Evelyne, que je payais pour ça, m’avait mis sur la voie.
Quand allez vous enfin vous affronter à l’essentiel, m’avait
elle interrogé, avant que de répondre, devant mon
silence, ces mots qui aujourd’hui encore me transpercent.
La merde. La merde qui est en vous.
J’y étais, j’avais plongé dedans, les mains, le nez, la
gueule dedans. Ca durait depuis des mois, du matin au
soir j’y plongeais, y suffoquais, me réveillant parfois en
larmes, dormant l’après midi, buvant des litres de vin le soir
jusque tard, marchant comme un zombi dans les rues
bruyantes d’un Paris soudain hostile, ne remarquant plus
guère que les vieilles femmes roumaines jetées sur les
trottoirs sous des monceaux de couvertures crasseuses, à
présent bousculé par les foules pressées qu’autrefois je
bousculais moi même de mouvements dédaigneux. Des
mois passés dans un état de terreur, à cracher tout ce
qu’un être peut cracher hors de soi, sang, sueur, vomis,
merde, rejeté des draps souillés par des torrents de pleurs
enfouis, hoquetant d’horreur de s’être enfin découvert
abandonné, livré à des pensées morbides roulant sur elles
mêmes comme des flots déchainés. Trois saisons entières,
traversées de mal en pis, à glisser de plus en plus
profondément dans le coeur d’un cyclone, essayant vaille
que vaille de se raccrocher aux autres, perdant pied en
résistant chaque jour de plus en plus douloureusement à la
chute. Trois saisons, neuf mois complets, combien de jours
et combien de nuits, à lutter contre le sentiment d’être
enseveli sous sa propre folie, comment ai je pu traverser
cette épreuve, aujourd’hui encore je ne sais où j’ai alors
puisé cette patience de ne pas en avoir fini plus tôt et une
bonne fois pour toutes, mais ce fameux matin là, ce matin
du mois d’août, je le sus, il était temps, il était plus que
temps d’y mettre un terme, cela avait assez duré.

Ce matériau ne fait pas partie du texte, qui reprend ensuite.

async fn deploy_child_node(
    ctx: &Arc<OrchestratorContext>,
    input: &DeployInput,
    instance_id: ResourceId,
    child_name: &str,
    existing_child_id: Option<ResourceId>,
    external: &EventSenders,
) -> NodeResult {
    let Some(child_changes) = input.changes.child_changes.get(child_name) else {
        return NodeResult::Untouched;
    };

    let parent = ChildContext {
        tree_path: input.tree_path.clone(),
        include_path: input.include_path.clone(),
        inherited_params: Value::Null,
        overrides: Value::Null,
    };

    let outcome = run_child(
        ctx.clone(),
        instance_id,
        existing_child_id,
        child_name,
        child_changes.clone(),
        input.rollback,
        ChildMode::Deploy,
        &parent,
        external,
    )
    .await;

    match outcome {
        ChildOutcome::Completed(status, child_id) if !status.is_failure() => NodeResult::ChildDeployed(child_id),
        _ => NodeResult::Failed,
    }
}

#[allow(clippy::too_many_arguments)]
async fn run_removal_group(
    ctx: &Arc<OrchestratorContext>,
    instance: &mut InstanceState,
    instance_id: ResourceId,
    rollback: bool,
    group: &[RemovalElement],
    external: &EventSenders,
    failure_reasons: &mut Vec<String>,
) -> bool {
    let snapshot = &*instance;
    let results = join_all(
        group
            .iter()
            .map(|element| remove_element(ctx, snapshot, instance_id, rollback, element, external)),
    )
    .await;

    let mut all_ok = true;
    for (element, ok) in group.iter().zip(results.into_iter()) {
        if ok {
            match element {
                RemovalElement::Resource(name) => {
                    instance.resources.remove(name);
                    let _ = ResourceStore::remove(ctx.store.as_ref(), instance_id, name).await;
                }
                RemovalElement::Child(name) => {
                    instance.child_blueprints.remove(name);
                    let _ = ChildStore::detach(ctx.store.as_ref(), instance_id, name).await;
                }
                RemovalElement::Link(a, b) => {
                    instance.links.remove(&format!("{a}::{b}"));
                    let _ = LinkStore::remove(ctx.store.as_ref(), instance_id, a, b).await;
                    // Whichever side declared the edge may have recorded the
                    // other as a dependent; drop it now that the link is gone
                    // (spec.md §4.2's dependents check reads this in-memory).
                    if let Some(r) = instance.resources.get_mut(b) {
                        r.depended_on_by.retain(|d| d != a);
                    }
                    if let Some(r) = instance.resources.get_mut(a) {
                        r.depended_on_by.retain(|d| d != b);
                    }
                }
            }
        } else {
            all_ok = false;
            failure_reasons.push(format!("failed to remove {element:?}"));
        }
    }
    all_ok
}

async fn remove_element(
    ctx: &Arc<OrchestratorContext>,
    instance: &InstanceState,
    instance_id: ResourceId,
    rollback: bool,
    element: &RemovalElement,
    external: &EventSenders,
) -> bool {
    match element {
        RemovalElement::Resource(name) => {
            let Some(provider) = ctx.resource_providers.get(name) else {
                warn!(resource_name = %name, "missing resource provider for removal");
                return false;
            };
            let spec = Value::Null;
            matches!(
                destroy_resource(instance_id, name, rollback, &spec, provider.as_ref(), external).await,
                ResourceOutcome::Deployed { .. }
            )
        }
        RemovalElement::Link(a, b) => {
            let Some(provider) = ctx.link_providers.get(&(a.clone(), b.clone())) else {
                warn!(resource_a = %a, resource_b = %b, "missing link provider for removal");
                return false;
            };
            let state = DeploymentState::new();
            matches!(
                deploy_link(
                    instance_id,
                    a,
                    b,
                    LinkUpdateKind::Destroy,
                    rollback,
                    Value::Null,
                    Value::Null,
                    provider.as_ref(),
                    &state,
                    external,
                )
                .await,
                LinkOutcome::Completed(_)
            )
        }
        RemovalElement::Child(name) => {
            let Some(child_state) = instance.child_blueprints.get(name) else {
                // Nothing persisted for this child; treat as already removed.
                return true;
            };
            let parent = ChildContext::default();
            let outcome = run_child(
                ctx.clone(),
                instance_id,
                Some(child_state.id),
                name,
                full_teardown_changeset(child_state),
                rollback,
                ChildMode::Destroy,
                &parent,
                external,
            )
            .await;
            matches!(outcome, ChildOutcome::Completed(status, _) if !status.is_failure())
        }
    }
}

Ce n’est que depuis que je puis comprendre un peu du
sens de ce geste, là, tandis que je m’abrite sous les
feuilles d’un cocotier, assagi sur mon île. Je peux
dorénavant saisir que sans cela, sans cette nécessaire et
salutaire déflagration, sans cet acte volontaire de
sombrer quarante huit heures dans un coma profond,
sans le long, très long mois d’hébètement qui suivit puis le
lâcher prise progressif où accepter sa condition fut
d’entre toutes l’expérience la plus dure que j’aie jamais
eue à accomplir, cette renaissance qui ici a lieu n’aurait
point été possible.
Il avait fallu cela, ce réveil à l’Hôtel Dieu le corps couvert
de ventouses, ces déjeuners avec mon père où les
larmes coulaient à flot sans raison, ces centaines de
kilomètres en voiture en direction du Lot où j’étais
incapable de prononcer un mot, cette semaine auprès
des miens où je ne pouvais faire autre chose que
manger et dormir, cette incapacité pendant des mois à
lire plus de trois lignes sans perdre le fil, ces heures le
corps plongé dans la piscine de la maison corse de ma
mère à ne penser à rien – cette convalescence où je
donnais à voir de moi l’image d’un homme absolument
défait et désarticulé. Lentement, à l’intérieur, la cire du
masque fondait.
Quatre jours après cette troisième tentative, j’eus, pour la
première fois de ma vie, une crise d’épilepsie, en plein
milieu d’un film, au cinéma des Halles. En un instant, sans
me rendre compte de quoi que ce soit, j’étais tombé de
mon fauteuil, à terre, m’étais mordu la langue avec une
force telle qu’il fallut deux mois de cicatrisation.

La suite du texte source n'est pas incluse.